Equine clinical larval cyathostominosis is caused by simultaneous mass emergence of previously inhibited larvae from the mucosa of the colon. Clinical signs include diarrhoea, colic, weight loss and malaise, and in up to 50% of cases, the disease results in death. Cyathostominae spend a large part of their life cycle as larval stages in the intestinal mucosa. Definitive diagnosis is difficult due to the lack of diagnostic methods for pre-patent infection. In the present study, the enzyme-linked immunosorbent assay (ELISA) was used to investigate isotype responses to larval cyathostominae somatic antigen. Measurement of anti-larval IgG(T) responses appeared to have the most immunodiagnostic potential. An increase in IgG(T) response was detected to crude larval antigen by 5 weeks post-infection (PI) in individual infected ponies.

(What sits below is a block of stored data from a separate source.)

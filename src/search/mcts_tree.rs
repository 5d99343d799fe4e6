//! Arena-backed MCTS tree.
//!
//! Nodes live in one `Vec` and refer to each other by index; the root is
//! index 0 and has neither a move nor a parent. Dropping the tree drops every
//! node, so the chosen move is taken out of its node first.

use crate::moves::chess_move::ChessMove;

pub type NodeId = usize;

pub const ROOT: NodeId = 0;

#[derive(Debug, Clone)]
pub struct Node {
    /// Unapplied move leading here from the parent.
    pub mv: Option<ChessMove>,
    pub parent: Option<NodeId>,
    pub children: Vec<NodeId>,
    pub visits: u32,
    /// Sum of rollout scores, from the favored color's perspective.
    pub total_score: f64,
    /// `(parent visits, opponent_choice, ucb)` as of the last computation.
    ucb_cache: Option<(u32, bool, f64)>,
}

impl Node {
    fn new(mv: Option<ChessMove>, parent: Option<NodeId>) -> Self {
        Self {
            mv,
            parent,
            children: Vec::new(),
            visits: 0,
            total_score: 0.0,
            ucb_cache: None,
        }
    }

    #[inline]
    pub fn average_score(&self) -> f64 {
        if self.visits == 0 {
            0.0
        } else {
            self.total_score / f64::from(self.visits)
        }
    }
}

#[derive(Debug, Clone)]
pub struct SearchTree {
    nodes: Vec<Node>,
}

impl Default for SearchTree {
    fn default() -> Self {
        Self::new()
    }
}

impl SearchTree {
    pub fn new() -> Self {
        Self {
            nodes: vec![Node::new(None, None)],
        }
    }

    #[inline]
    pub fn node(&self, id: NodeId) -> &Node {
        &self.nodes[id]
    }

    #[inline]
    pub fn len(&self) -> usize {
        self.nodes.len()
    }

    #[inline]
    pub fn is_empty(&self) -> bool {
        self.nodes.is_empty()
    }

    pub fn add_child(&mut self, parent: NodeId, mv: ChessMove) -> NodeId {
        let id = self.nodes.len();
        self.nodes.push(Node::new(Some(mv), Some(parent)));
        self.nodes[parent].children.push(id);
        id
    }

    /// Upper confidence bound of `id`: `total/visits + C * sqrt(ln(parent_visits)/visits)`.
    /// Unvisited nodes are `+inf`.
    ///
    /// This differs from the plain formula when `opponent_choice` is set. The
    /// exploitation term becomes `-total/visits`, because scores are stored
    /// for the favored color and the parent's mover wants them low. Without
    /// `opponent_choice` the plain formula applies unchanged.
    pub fn ucb(&mut self, id: NodeId, exploration: f64, opponent_choice: bool) -> f64 {
        let parent_visits = self.nodes[id]
            .parent
            .map_or(0, |parent| self.nodes[parent].visits);
        let node = &mut self.nodes[id];
        if node.visits == 0 {
            return f64::INFINITY;
        }
        if let Some((cached_parent_visits, cached_choice, value)) = node.ucb_cache {
            if cached_parent_visits == parent_visits && cached_choice == opponent_choice {
                return value;
            }
        }

        let exploitation = if opponent_choice {
            -node.average_score()
        } else {
            node.average_score()
        };
        let visits = f64::from(node.visits);
        let explore_term = f64::from(parent_visits.max(1)).ln() / visits;
        let value = exploitation + exploration * explore_term.sqrt();
        node.ucb_cache = Some((parent_visits, opponent_choice, value));
        value
    }

    /// Child of `parent` with the highest UCB; the first one wins ties.
    pub fn select_child(
        &mut self,
        parent: NodeId,
        exploration: f64,
        opponent_choice: bool,
    ) -> Option<NodeId> {
        let children = self.nodes[parent].children.clone();
        let mut best: Option<(NodeId, f64)> = None;
        for child in children {
            let value = self.ucb(child, exploration, opponent_choice);
            if best.map_or(true, |(_, best_value)| value > best_value) {
                best = Some((child, value));
            }
        }
        best.map(|(child, _)| child)
    }

    /// Adds `score` to `id` and every ancestor. Returns the number of
    /// non-root nodes on the path, i.e. how many moves were pushed to reach `id`.
    pub fn backpropagate(&mut self, id: NodeId, score: f64) -> usize {
        let mut depth = 0;
        let mut cursor = Some(id);
        while let Some(current) = cursor {
            let node = &mut self.nodes[current];
            node.visits += 1;
            node.total_score += score;
            node.ucb_cache = None;
            if node.parent.is_some() {
                depth += 1;
            }
            cursor = node.parent;
        }
        depth
    }

    /// Root child with the highest accumulated total score.
    pub fn best_root_child(&self) -> Option<NodeId> {
        let mut best: Option<NodeId> = None;
        for &child in &self.nodes[ROOT].children {
            let better = best.map_or(true, |current| {
                self.nodes[child].total_score > self.nodes[current].total_score
            });
            if better {
                best = Some(child);
            }
        }
        best
    }

    /// Moves the node's move out of the tree.
    pub fn take_move(&mut self, id: NodeId) -> Option<ChessMove> {
        self.nodes[id].mv.take()
    }
}

#[cfg(test)]
mod tests {
    use super::*;
    use crate::game_state::board_location::Location;

    fn dummy_move(file: i8) -> ChessMove {
        ChessMove::travel(Location::new(file, 1), Location::new(file, 2))
    }

    #[test]
    fn unvisited_children_are_selected_first() {
        let mut tree = SearchTree::new();
        let a = tree.add_child(ROOT, dummy_move(0));
        let b = tree.add_child(ROOT, dummy_move(1));
        tree.backpropagate(a, 100.0);
        assert_eq!(tree.select_child(ROOT, 1.4, false), Some(b));
        assert!(tree.ucb(b, 1.4, false).is_infinite());
    }

    #[test]
    fn backpropagation_reaches_the_root_and_reports_depth() {
        let mut tree = SearchTree::new();
        let a = tree.add_child(ROOT, dummy_move(0));
        let a1 = tree.add_child(a, dummy_move(1));
        assert_eq!(tree.backpropagate(a1, 5.0), 2);
        assert_eq!(tree.backpropagate(ROOT, 1.0), 0);
        assert_eq!(tree.node(ROOT).visits, 2);
        assert_eq!(tree.node(ROOT).total_score, 6.0);
        assert_eq!(tree.node(a).visits, 1);
        assert_eq!(tree.node(a1).average_score(), 5.0);
    }

    #[test]
    fn opponent_nodes_prefer_low_scores() {
        let mut tree = SearchTree::new();
        let good = tree.add_child(ROOT, dummy_move(0));
        let bad = tree.add_child(ROOT, dummy_move(1));
        tree.backpropagate(good, 50.0);
        tree.backpropagate(bad, -50.0);
        assert_eq!(tree.select_child(ROOT, 0.0, false), Some(good));
        assert_eq!(tree.select_child(ROOT, 0.0, true), Some(bad));
    }

    #[test]
    fn ucb_cache_tracks_parent_visits() {
        let mut tree = SearchTree::new();
        let a = tree.add_child(ROOT, dummy_move(0));
        let b = tree.add_child(ROOT, dummy_move(1));
        tree.backpropagate(a, 10.0);
        tree.backpropagate(b, 10.0);
        let before = tree.ucb(a, 2.0, false);
        tree.backpropagate(b, 10.0);
        let after = tree.ucb(a, 2.0, false);
        assert!(after > before);
    }

    #[test]
    fn best_child_is_by_total_and_move_can_be_taken() {
        let mut tree = SearchTree::new();
        let a = tree.add_child(ROOT, dummy_move(0));
        let b = tree.add_child(ROOT, dummy_move(1));
        tree.backpropagate(a, 30.0);
        tree.backpropagate(b, 20.0);
        tree.backpropagate(b, 20.0);
        assert_eq!(tree.best_root_child(), Some(b));
        assert_eq!(tree.take_move(b), Some(dummy_move(1)));
        assert_eq!(tree.take_move(b), None);
    }
}
use std::time::Duration;

use criterion::{black_box, criterion_group, criterion_main, BenchmarkId, Criterion};

use ivory_chess::engines::engine_config::{MctsConfig, MinimaxConfig};
use ivory_chess::engines::engine_mcts::MctsAi;
use ivory_chess::engines::engine_minimax::MinimaxAi;
use ivory_chess::engines::engine_trait::ChessAi;
use ivory_chess::game_state::chess_types::Color;
use ivory_chess::search::progress::NullProgress;
use ivory_chess::utils::fen_parser::parse_placement;
use ivory_chess::utils::long_algebraic::to_long_algebraic;

#[derive(Clone, Copy)]
struct SearchCase {
    name: &'static str,
    placement: &'static str,
}

const CASES: &[SearchCase] = &[
    SearchCase {
        name: "startpos",
        placement: "rnbqkbnr/pppppppp/8/8/8/8/PPPPPPPP/RNBQKBNR",
    },
    SearchCase {
        name: "tactical",
        placement: "r3k2r/p1ppqpb1/bn2pnp1/3PN3/1p2P3/2N2Q1p/PPPBBPPP/R3K2R",
    },
    SearchCase {
        name: "end_kpk",
        placement: "8/8/8/8/8/4k3/4P3/4K3",
    },
];

const MATE_IN_ONE: &str = "6k1/5ppp/8/8/8/8/8/R5K1";

fn minimax_config(depth: u32) -> MinimaxConfig {
    MinimaxConfig {
        max_depth: depth,
        alpha_beta_pruning: true,
        seed: Some(7),
    }
}

fn mcts_config(iterations: u32, worker_threads: usize) -> MctsConfig {
    MctsConfig {
        max_iterations: Some(iterations),
        worker_threads,
        seed: Some(7),
        ..MctsConfig::default()
    }
}

fn guard_finds_mate(ai: &mut dyn ChessAi) {
    let mut game = parse_placement(MATE_IN_ONE).expect("guard placement should parse");
    let mv = ai
        .calculate_recommended_move(Color::White, &mut game, &mut NullProgress)
        .expect("guard search should return a move");
    assert_eq!(to_long_algebraic(&mv), "a1a8", "{} missed mate in one", ai.name());
}

fn bench_minimax(c: &mut Criterion) {
    let depth = std::env::var("IVORY_BENCH_DEPTH")
        .ok()
        .and_then(|v| v.parse::<u32>().ok())
        .unwrap_or(3)
        .max(1);

    guard_finds_mate(&mut MinimaxAi::new(minimax_config(2)));

    let mut group = c.benchmark_group("minimax");
    group.warm_up_time(Duration::from_secs(1));
    group.measurement_time(Duration::from_secs(4));
    group.sample_size(10);

    for case in CASES {
        let game = parse_placement(case.placement).expect("benchmark placement should parse");
        group.bench_with_input(
            BenchmarkId::new(case.name, format!("d{depth}")),
            &game,
            |b, game| {
                let mut ai = MinimaxAi::new(minimax_config(depth));
                b.iter(|| {
                    let mut game = game.clone();
                    let mv = ai.calculate_recommended_move(
                        Color::White,
                        black_box(&mut game),
                        &mut NullProgress,
                    );
                    black_box(mv)
                });
            },
        );
    }

    group.finish();
}

fn bench_mcts(c: &mut Criterion) {
    guard_finds_mate(&mut MctsAi::new(MctsConfig {
        max_rollout_plies: 30,
        ..mcts_config(80, 0)
    }));

    let mut group = c.benchmark_group("mcts");
    group.warm_up_time(Duration::from_secs(1));
    group.measurement_time(Duration::from_secs(4));
    group.sample_size(10);

    for worker_threads in [0usize, 2, 4] {
        let case = &CASES[0];
        let game = parse_placement(case.placement).expect("benchmark placement should parse");
        group.bench_with_input(
            BenchmarkId::new(case.name, format!("workers{worker_threads}")),
            &game,
            |b, game| {
                let mut ai = MctsAi::new(mcts_config(40, worker_threads));
                b.iter(|| {
                    let mut game = game.clone();
                    let mv = ai.calculate_recommended_move(
                        Color::White,
                        black_box(&mut game),
                        &mut NullProgress,
                    );
                    black_box(mv)
                });
            },
        );
    }

    group.finish();
}

criterion_group!(search_benches, bench_minimax, bench_mcts);
criterion_main!(search_benches);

Subsequently, IgG(T) responses to larval and adult somatic extracts were examined by Western blotting using sera from experimentally-infected horses and helminth-naive animals (n=6). Two antigen complexes, designated A and B, in larval somatic antigen were recognised specifically by the infected animals by 7 weeks PI. Sera taken from 23 endemically-infected animals, whose cyathostominae burdens had been enumerated, were also used to identify putative diagnostic antigens. Eighteen horses had positive mucosal worm burdens (range 723-3,595,725) and all but two of these animals had serum IgG(T) antibody specific to either complex. Moreover, IgG(T) responses specific to antigen complexes A and B were absent in all five parasite negative horses that were tested. Serum IgG(T) responses to either of the two complexes were identified in five clinical cases tested. IgG(T) responses to adult antigen somatic extracts were more heterogeneous, with no clear pattern between experimentally-infected ponies and helminth-free controls. The results indicate that increases in serum IgG(T) to mucosal larvae occur in the pre-patent period and that two antigenic complexes within somatic preparations of these stages have immunodiagnostic potential.